EXERCISE AIM ▸
Count every line in this listing that has "clone". Reply with only the total.
<<<<
pub mod error;
pub mod routes;
pub mod state;

use std::path::PathBuf;

use axum::routing::{get, post};
use axum::Router;
use courier_core::config::Config;
use tower_http::cors::{Any, CorsLayer};
use tower_http::trace::TraceLayer;

use crate::state::AppState;

/// Build the axum Router with all API routes and middleware.
/// Used by `serve()` and available for integration testing.
pub fn build_router(app_state: AppState) -> Router {
    let cors = CorsLayer::new()
        .allow_origin(Any)
        .allow_methods(Any)
        .allow_headers(Any);

    Router::new()
        // Events (SSE)
        .route("/api/events", get(routes::events::sse_events))
        // Actions
        .route("/api/actions/run", post(routes::actions::run_actions))
        // Named user
        .route(
            "/api/named-user",
            get(routes::named_user::get_named_user)
                .put(routes::named_user::put_named_user)
                .delete(routes::named_user::delete_named_user),
        )
        .route(
            "/api/named-user/force-update",
            post(routes::named_user::force_update),
        )
        .route(
            "/api/named-user/tags",
            post(routes::named_user::edit_tag_groups),
        )
        .layer(TraceLayer::new_for_http())
        .layer(cors)
        .with_state(app_state)
}

/// Start the courier server on `port`.
pub async fn serve(root: PathBuf, port: u16) -> anyhow::Result<()> {
    let addr = format!("0.0.0.0:{port}");
    let listener = tokio::net::TcpListener::bind(&addr).await?;
    serve_on(root, listener).await
}

/// Start the courier server on a pre-bound listener.
///
/// Unlike `serve`, this accepts a `TcpListener` that was already bound so the
/// caller can read the actual port before starting (useful when `port = 0` and
/// the OS picks a free port).
pub async fn serve_on(root: PathBuf, listener: tokio::net::TcpListener) -> anyhow::Result<()> {
    let actual_port = listener.local_addr()?.port();
    let config = Config::load(&root)?;
    for warning in config.validate() {
        tracing::warn!(level = ?warning.level, "{}", warning.message);
    }

    let (app_state, worker) = AppState::open(&root, &config)?;
    let courier = app_state.courier.clone();
    let worker = worker.spawn();
    let named_user = courier.named_user().clone();
    tokio::task::spawn_blocking(move || named_user.init()).await??;

    let app = build_router(app_state);
    tracing::info!("courier server listening on http://localhost:{actual_port}");

    axum::serve(listener, app)
        .with_graceful_shutdown(shutdown_signal())
        .await?;

    tracing::info!("courier server stopping, draining jobs");
    courier.shutdown();
    worker.await?;
    Ok(())
}

async fn shutdown_signal() {
    if let Err(e) = tokio::signal::ctrl_c().await {
        tracing::warn!(error = %e, "failed to listen for ctrl-c");
        std::future::pending::<()>().await;
    }
}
>>>>
THE ANSWER ▸
2